START RECORD EXCERPTS
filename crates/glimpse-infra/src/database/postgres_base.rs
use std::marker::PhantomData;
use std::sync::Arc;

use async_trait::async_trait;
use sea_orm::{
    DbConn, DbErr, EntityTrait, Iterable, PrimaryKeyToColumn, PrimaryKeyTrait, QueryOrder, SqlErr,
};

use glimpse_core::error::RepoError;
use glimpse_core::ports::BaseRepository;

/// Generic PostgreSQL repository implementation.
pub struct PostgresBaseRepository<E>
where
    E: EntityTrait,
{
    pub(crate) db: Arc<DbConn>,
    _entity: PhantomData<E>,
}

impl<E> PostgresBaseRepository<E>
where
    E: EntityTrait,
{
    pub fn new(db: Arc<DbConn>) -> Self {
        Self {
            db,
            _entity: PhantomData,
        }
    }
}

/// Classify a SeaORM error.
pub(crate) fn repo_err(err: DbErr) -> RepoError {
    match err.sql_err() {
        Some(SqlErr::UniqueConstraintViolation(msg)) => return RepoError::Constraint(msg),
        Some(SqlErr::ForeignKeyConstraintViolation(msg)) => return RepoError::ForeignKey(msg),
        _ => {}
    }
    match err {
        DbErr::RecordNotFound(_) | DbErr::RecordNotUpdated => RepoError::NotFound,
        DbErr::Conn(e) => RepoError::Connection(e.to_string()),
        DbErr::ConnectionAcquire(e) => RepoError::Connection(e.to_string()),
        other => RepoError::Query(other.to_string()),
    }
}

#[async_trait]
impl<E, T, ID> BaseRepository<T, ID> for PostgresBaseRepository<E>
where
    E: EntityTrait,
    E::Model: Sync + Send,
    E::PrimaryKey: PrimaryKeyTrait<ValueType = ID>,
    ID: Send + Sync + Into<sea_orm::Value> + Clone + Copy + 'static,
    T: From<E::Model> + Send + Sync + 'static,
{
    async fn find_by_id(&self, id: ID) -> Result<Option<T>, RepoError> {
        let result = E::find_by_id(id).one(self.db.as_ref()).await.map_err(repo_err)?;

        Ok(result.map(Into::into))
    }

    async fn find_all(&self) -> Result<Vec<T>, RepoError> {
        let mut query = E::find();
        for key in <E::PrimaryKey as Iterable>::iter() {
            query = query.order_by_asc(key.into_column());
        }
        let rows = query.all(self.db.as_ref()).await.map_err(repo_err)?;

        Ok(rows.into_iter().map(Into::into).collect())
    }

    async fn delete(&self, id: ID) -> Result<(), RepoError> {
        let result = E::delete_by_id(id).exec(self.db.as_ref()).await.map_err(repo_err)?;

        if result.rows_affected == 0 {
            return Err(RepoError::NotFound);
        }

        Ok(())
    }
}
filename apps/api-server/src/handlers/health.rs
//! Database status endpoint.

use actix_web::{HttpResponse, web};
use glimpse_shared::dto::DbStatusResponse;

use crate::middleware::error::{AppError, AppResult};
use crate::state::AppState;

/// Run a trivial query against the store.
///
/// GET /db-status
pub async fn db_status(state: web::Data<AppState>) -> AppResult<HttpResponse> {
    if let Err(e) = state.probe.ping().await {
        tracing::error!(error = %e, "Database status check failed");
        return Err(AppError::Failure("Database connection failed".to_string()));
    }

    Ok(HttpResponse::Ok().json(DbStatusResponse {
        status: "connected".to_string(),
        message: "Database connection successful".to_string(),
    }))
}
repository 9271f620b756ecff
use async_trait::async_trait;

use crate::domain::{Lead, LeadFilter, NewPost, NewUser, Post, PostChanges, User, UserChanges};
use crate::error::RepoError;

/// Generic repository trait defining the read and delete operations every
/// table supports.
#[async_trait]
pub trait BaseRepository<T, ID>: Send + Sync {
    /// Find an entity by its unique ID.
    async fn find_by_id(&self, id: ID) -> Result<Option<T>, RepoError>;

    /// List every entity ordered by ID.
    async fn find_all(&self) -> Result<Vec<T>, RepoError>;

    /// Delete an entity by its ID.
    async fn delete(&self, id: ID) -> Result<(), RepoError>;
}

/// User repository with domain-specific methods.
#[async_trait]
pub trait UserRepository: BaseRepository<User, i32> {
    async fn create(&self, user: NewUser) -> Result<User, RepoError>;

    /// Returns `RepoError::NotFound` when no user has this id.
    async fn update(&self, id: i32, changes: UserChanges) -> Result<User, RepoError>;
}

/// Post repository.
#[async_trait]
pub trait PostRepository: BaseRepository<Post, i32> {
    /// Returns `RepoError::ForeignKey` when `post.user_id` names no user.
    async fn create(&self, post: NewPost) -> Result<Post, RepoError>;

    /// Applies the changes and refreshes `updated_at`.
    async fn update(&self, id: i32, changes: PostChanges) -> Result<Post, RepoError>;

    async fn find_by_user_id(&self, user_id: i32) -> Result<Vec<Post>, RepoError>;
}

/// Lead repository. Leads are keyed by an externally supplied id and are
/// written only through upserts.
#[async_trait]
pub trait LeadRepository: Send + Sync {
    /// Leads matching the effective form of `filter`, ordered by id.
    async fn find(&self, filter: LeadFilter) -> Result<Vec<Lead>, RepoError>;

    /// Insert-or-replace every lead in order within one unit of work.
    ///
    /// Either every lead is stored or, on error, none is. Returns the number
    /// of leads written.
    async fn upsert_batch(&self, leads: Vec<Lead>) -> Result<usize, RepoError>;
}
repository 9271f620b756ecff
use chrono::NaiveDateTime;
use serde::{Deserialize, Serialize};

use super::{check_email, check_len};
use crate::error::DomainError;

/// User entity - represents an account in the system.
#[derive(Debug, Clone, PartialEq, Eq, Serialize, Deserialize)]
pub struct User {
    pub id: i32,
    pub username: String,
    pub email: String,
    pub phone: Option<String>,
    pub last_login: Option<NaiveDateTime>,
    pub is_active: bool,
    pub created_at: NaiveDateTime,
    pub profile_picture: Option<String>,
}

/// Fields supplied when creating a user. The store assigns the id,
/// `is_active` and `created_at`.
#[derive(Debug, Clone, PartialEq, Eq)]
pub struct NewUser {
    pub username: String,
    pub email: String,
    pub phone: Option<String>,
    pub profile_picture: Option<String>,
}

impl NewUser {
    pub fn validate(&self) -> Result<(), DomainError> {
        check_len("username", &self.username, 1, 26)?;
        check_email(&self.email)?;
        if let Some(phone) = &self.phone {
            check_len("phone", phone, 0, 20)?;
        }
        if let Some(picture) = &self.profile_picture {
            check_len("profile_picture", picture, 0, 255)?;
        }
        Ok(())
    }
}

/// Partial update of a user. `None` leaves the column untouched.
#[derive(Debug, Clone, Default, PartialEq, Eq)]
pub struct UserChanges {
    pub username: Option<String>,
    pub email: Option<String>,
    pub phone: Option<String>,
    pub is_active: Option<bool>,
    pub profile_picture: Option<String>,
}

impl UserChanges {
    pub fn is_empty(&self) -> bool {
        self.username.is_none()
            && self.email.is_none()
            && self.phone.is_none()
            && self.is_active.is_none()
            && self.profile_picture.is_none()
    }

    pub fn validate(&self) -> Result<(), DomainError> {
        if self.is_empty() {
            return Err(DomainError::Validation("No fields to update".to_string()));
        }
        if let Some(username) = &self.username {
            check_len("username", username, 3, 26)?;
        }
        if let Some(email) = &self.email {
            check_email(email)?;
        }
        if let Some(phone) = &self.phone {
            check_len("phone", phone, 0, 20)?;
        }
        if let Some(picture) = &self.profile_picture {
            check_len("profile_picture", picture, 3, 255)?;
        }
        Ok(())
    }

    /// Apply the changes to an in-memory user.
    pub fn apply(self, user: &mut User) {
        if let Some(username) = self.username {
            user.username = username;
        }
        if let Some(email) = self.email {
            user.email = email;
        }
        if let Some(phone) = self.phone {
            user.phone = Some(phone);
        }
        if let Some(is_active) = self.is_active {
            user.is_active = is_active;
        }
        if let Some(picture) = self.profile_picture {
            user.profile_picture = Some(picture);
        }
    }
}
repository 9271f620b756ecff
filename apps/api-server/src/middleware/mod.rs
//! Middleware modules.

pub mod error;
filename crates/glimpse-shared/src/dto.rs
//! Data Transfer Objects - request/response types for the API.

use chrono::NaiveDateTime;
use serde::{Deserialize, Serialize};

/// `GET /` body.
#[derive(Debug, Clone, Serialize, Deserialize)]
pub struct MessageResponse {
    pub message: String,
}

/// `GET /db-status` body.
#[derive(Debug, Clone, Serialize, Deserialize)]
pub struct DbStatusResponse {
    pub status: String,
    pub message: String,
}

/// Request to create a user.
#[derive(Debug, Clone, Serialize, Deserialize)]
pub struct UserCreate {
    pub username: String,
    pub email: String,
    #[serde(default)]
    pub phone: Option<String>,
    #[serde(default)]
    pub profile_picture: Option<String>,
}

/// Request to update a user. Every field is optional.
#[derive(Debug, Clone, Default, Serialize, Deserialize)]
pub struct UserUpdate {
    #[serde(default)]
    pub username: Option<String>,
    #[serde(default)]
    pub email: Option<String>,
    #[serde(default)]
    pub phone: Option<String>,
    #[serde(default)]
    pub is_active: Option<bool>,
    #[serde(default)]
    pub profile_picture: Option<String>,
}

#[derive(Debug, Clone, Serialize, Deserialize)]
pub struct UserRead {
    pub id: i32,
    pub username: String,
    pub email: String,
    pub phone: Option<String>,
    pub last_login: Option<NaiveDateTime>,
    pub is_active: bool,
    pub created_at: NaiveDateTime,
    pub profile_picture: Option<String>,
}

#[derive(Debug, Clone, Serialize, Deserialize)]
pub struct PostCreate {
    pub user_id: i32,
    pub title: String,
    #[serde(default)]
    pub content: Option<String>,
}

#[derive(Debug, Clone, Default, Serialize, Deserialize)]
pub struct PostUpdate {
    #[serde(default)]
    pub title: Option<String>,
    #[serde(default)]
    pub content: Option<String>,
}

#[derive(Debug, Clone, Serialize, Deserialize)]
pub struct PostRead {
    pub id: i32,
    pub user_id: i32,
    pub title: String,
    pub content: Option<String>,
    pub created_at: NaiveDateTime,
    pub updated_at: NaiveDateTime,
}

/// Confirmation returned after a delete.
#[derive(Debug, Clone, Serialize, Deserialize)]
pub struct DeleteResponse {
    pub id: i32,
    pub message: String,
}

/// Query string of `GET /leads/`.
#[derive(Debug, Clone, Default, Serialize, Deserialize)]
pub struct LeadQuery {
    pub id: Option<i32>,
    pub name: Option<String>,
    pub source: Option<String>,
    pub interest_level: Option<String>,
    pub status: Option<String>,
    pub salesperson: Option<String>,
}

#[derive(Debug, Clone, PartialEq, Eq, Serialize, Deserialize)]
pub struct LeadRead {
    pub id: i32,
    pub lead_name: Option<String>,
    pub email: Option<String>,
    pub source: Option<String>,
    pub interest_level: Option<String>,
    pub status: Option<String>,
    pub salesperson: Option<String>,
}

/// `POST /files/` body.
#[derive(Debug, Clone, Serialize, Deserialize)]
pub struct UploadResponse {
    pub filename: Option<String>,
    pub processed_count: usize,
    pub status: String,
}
END RECORD EXCERPTS
**ASSIGNMENT:** The answer must be every line from the records above that contains the word "AppState", copied out.

**EXERCISE OUTPUT:**
use crate::state::AppState;
pub async fn db_status(state: web::Data<AppState>) -> AppResult<HttpResponse> {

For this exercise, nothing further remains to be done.